Ce n’est pas le cas de La Prima Luce de Vincenzo Marra, film assez conventionnel, tant sur le fond que sur la forme, qui résume bien le thème majeur des Giornate degli autori cette année : le couple en crise. Dans La Memoria del agua, il était déjà question de problèmes relationnels entre un mari et une femme, autour d’un deuil difficile. Dans Island City, deux des sketches tournent autour de relations de couple insatisfaisantes. Idem pour Early Winter. A chaque fois, il y a une petite variante qui vient pimenter les choses. Ici, il est question d’un divorce entre un italien et une chilienne qui a le mal du pays, et de la garde de leur enfant. D’un pays à l’autre, les règles ne sont pas les mêmes, ce qui complique un peu les choses. C’est le seul point intéressant de ce film ennuyeux, mal construit et filmé sans génie, dans lequel Riccardo Scamarcio en fait des tonnes.

Visaaranai - 2

Dans la section Orizzonti, nous avons pu découvrir Visaaranai (Interrogation) de Vetri Maaran.
Après l’excellente surprise qu’avait constitué Courts l’an passé, nous attendions beaucoup de ce film indien, qui parle des difficultés des migrants Tamouls, des brutalités policières et du système judiciaire défectueux. Mais à l’arrivée, la déception est grande. Si le cinéaste parvient à générer une tension dès les premières images du récit, qui montre l’arrestation d’un groupe de migrants et leur trajet jusqu’au poste de police, il bascule trop vite dans le coeur de son propos, la dénonciation des méthodes plutôt musclées utilisées par les policiers indiens pour résoudre leurs enquêtes. Il se contente alors de décrire de façon complaisante les tortures infligées aux malheureux migrants pour les faire avouer le crime dont ils sont accusés – et dont ils ignorent tout.
Le film est longuet, répétitif, et comme ni le jeu des acteurs, assez calamiteux, ni la mise en scène, bâclée, ne parviennent à dynamiser l’ensemble, Visaaranai est rapidement, pardonnez-nous l’expression, une vraie torture…
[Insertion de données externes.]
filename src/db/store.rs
//! Config Store: the durable guild -> channel roles mapping.

use async_trait::async_trait;
use sqlx::PgPool;
use thiserror::Error;
use tracing::debug;

use crate::db::models::{ChannelRole, ServerConfig};
use crate::db::queries::server_config;

/// The persistence layer could not be reached. "No row" is never an error.
#[derive(Error, Debug)]
pub enum StoreError {
    #[error("database unavailable: {0}")]
    Unavailable(#[from] sqlx::Error),

    #[error("store unavailable: {0}")]
    Offline(String),
}

#[async_trait]
pub trait ConfigStore: Send + Sync {
    /// Atomic upsert of a single role. Other roles on the row are untouched.
    async fn set_channel(
        &self,
        guild_id: u64,
        role: ChannelRole,
        channel_id: u64,
    ) -> Result<ServerConfig, StoreError>;

    async fn get(&self, guild_id: u64) -> Result<Option<ServerConfig>, StoreError>;

    /// Every stored guild, possibly none
    async fn list_all(&self) -> Result<Vec<ServerConfig>, StoreError>;

    async fn set_button_channel(
        &self,
        guild_id: u64,
        channel_id: u64,
    ) -> Result<ServerConfig, StoreError> {
        self.set_channel(guild_id, ChannelRole::Button, channel_id).await
    }

    async fn set_notify_channel(
        &self,
        guild_id: u64,
        channel_id: u64,
    ) -> Result<ServerConfig, StoreError> {
        self.set_channel(guild_id, ChannelRole::Notify, channel_id).await
    }

    async fn set_sub_channel(
        &self,
        guild_id: u64,
        channel_id: u64,
    ) -> Result<ServerConfig, StoreError> {
        self.set_channel(guild_id, ChannelRole::Sub, channel_id).await
    }
}

/// Postgres-backed store. Concurrency control is the `ON CONFLICT` upsert.
#[derive(Debug, Clone)]
pub struct PgConfigStore {
    pool: PgPool,
}

impl PgConfigStore {
    pub fn new(pool: PgPool) -> Self {
        Self { pool }
    }
}

#[async_trait]
impl ConfigStore for PgConfigStore {
    async fn set_channel(
        &self,
        guild_id: u64,
        role: ChannelRole,
        channel_id: u64,
    ) -> Result<ServerConfig, StoreError> {
        debug!("Upserting {} = {} for guild {}", role.column(), channel_id, guild_id);
        let config =
            server_config::upsert_channel(&self.pool, guild_id as i64, role, channel_id as i64)
                .await?;
        Ok(config)
    }

    async fn get(&self, guild_id: u64) -> Result<Option<ServerConfig>, StoreError> {
        Ok(server_config::get(&self.pool, guild_id as i64).await?)
    }

    async fn list_all(&self) -> Result<Vec<ServerConfig>, StoreError> {
        Ok(server_config::list_all(&self.pool).await?)
    }
}
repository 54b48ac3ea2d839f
pub mod data;
pub mod error;
pub mod framework;
pub mod settings;

pub use settings::{RelayConfirmation, Settings};
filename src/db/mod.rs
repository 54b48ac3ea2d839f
pub mod memory;
pub mod models;
pub mod pool;
pub mod queries;
pub mod store;

pub use memory::MemoryConfigStore;
pub use store::{ConfigStore, PgConfigStore, StoreError};
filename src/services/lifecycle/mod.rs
pub mod purge;
pub mod reconciler;

pub use reconciler::{PanelOutcome, ReconcileReport, Reconciler, StartupOutcome};
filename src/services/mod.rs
pub mod broadcast;
pub mod lifecycle;
pub mod relay;
pub mod transport;
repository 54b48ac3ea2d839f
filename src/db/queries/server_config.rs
use sqlx::PgPool;

use crate::db::models::{ChannelRole, ServerConfig};

pub async fn get(pool: &PgPool, guild_id: i64) -> Result<Option<ServerConfig>, sqlx::Error> {
    sqlx::query_as::<_, ServerConfig>(
        "SELECT * FROM server_config WHERE guild_id = $1"
    )
    .bind(guild_id)
    .fetch_optional(pool)
    .await
}

pub async fn list_all(pool: &PgPool) -> Result<Vec<ServerConfig>, sqlx::Error> {
    sqlx::query_as::<_, ServerConfig>(
        "SELECT * FROM server_config ORDER BY guild_id"
    )
    .fetch_all(pool)
    .await
}

/// Insert a row with only `role` populated, or update just that column
pub async fn upsert_channel(
    pool: &PgPool,
    guild_id: i64,
    role: ChannelRole,
    channel_id: i64,
) -> Result<ServerConfig, sqlx::Error> {
    let query = match role {
        ChannelRole::Button => {
            r#"
            INSERT INTO server_config (guild_id, button_channel_id)
            VALUES ($1, $2)
            ON CONFLICT (guild_id) DO UPDATE
            SET button_channel_id = EXCLUDED.button_channel_id, updated_at = NOW()
            RETURNING *
            "#
        }
        ChannelRole::Notify => {
            r#"
            INSERT INTO server_config (guild_id, notify_channel_id)
            VALUES ($1, $2)
            ON CONFLICT (guild_id) DO UPDATE
            SET notify_channel_id = EXCLUDED.notify_channel_id, updated_at = NOW()
            RETURNING *
            "#
        }
        ChannelRole::Sub => {
            r#"
            INSERT INTO server_config (guild_id, sub_channel_id)
            VALUES ($1, $2)
            ON CONFLICT (guild_id) DO UPDATE
            SET sub_channel_id = EXCLUDED.sub_channel_id, updated_at = NOW()
            RETURNING *
            "#
        }
    };

    sqlx::query_as::<_, ServerConfig>(query)
        .bind(guild_id)
        .bind(channel_id)
        .fetch_one(pool)
        .await
}
use std::time::Duration;

use serenity::all::{ChannelId, MessageId};
use tracing::{debug, warn};

use crate::services::transport::{ChatTransport, DeleteOutcome};

/// Delete the newest `limit` messages of a channel one at a time.
///
/// Each delete is followed by `pacing` before the next one. A failed delete
/// never stops the sweep; every message gets its own outcome.
pub async fn purge_recent(
    transport: &dyn ChatTransport,
    channel_id: ChannelId,
    limit: u8,
    pacing: Duration,
) -> Vec<(MessageId, DeleteOutcome)> {
    let message_ids = match transport.recent_messages(channel_id, limit).await {
        Ok(ids) => ids,
        Err(e) => {
            warn!("Could not read history of channel {}: {}", channel_id, e);
            return Vec::new();
        }
    };

    let mut outcomes = Vec::with_capacity(message_ids.len());

    for (i, message_id) in message_ids.into_iter().enumerate() {
        if i > 0 && !pacing.is_zero() {
            tokio::time::sleep(pacing).await;
        }

        let outcome = DeleteOutcome::from_result(transport.delete_message(channel_id, message_id).await);
        match &outcome {
            DeleteOutcome::Deleted | DeleteOutcome::AlreadyGone | DeleteOutcome::Forbidden => {
                debug!("Purge {} in channel {}: {:?}", message_id, channel_id, outcome);
            }
            DeleteOutcome::Failed(e) => {
                warn!("Purge of {} in channel {} failed: {}", message_id, channel_id, e);
            }
        }
        outcomes.push((message_id, outcome));
    }

    outcomes
}

/// How many messages a sweep actually removed
pub fn removed_count(outcomes: &[(MessageId, DeleteOutcome)]) -> usize {
    outcomes
        .iter()
        .filter(|(_, outcome)| *outcome == DeleteOutcome::Deleted)
        .count()
}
Mais apparemment, le film ayant fait la plus mauvaise impression aujourd’hui n’était pas le film de Vetri Maaran mais le Taj Mahal de Nicolas Saada. Ne l’ayant pas vu, nous nous abstiendrons de tout commentaire, mais plusieurs confrères l’ont qualifié de “grotesque”, “pathétique” et “risible, malgré lui”. Bref, nous l’avons échappé belle…

A demain pour la suite de ces chroniques vénitiennes…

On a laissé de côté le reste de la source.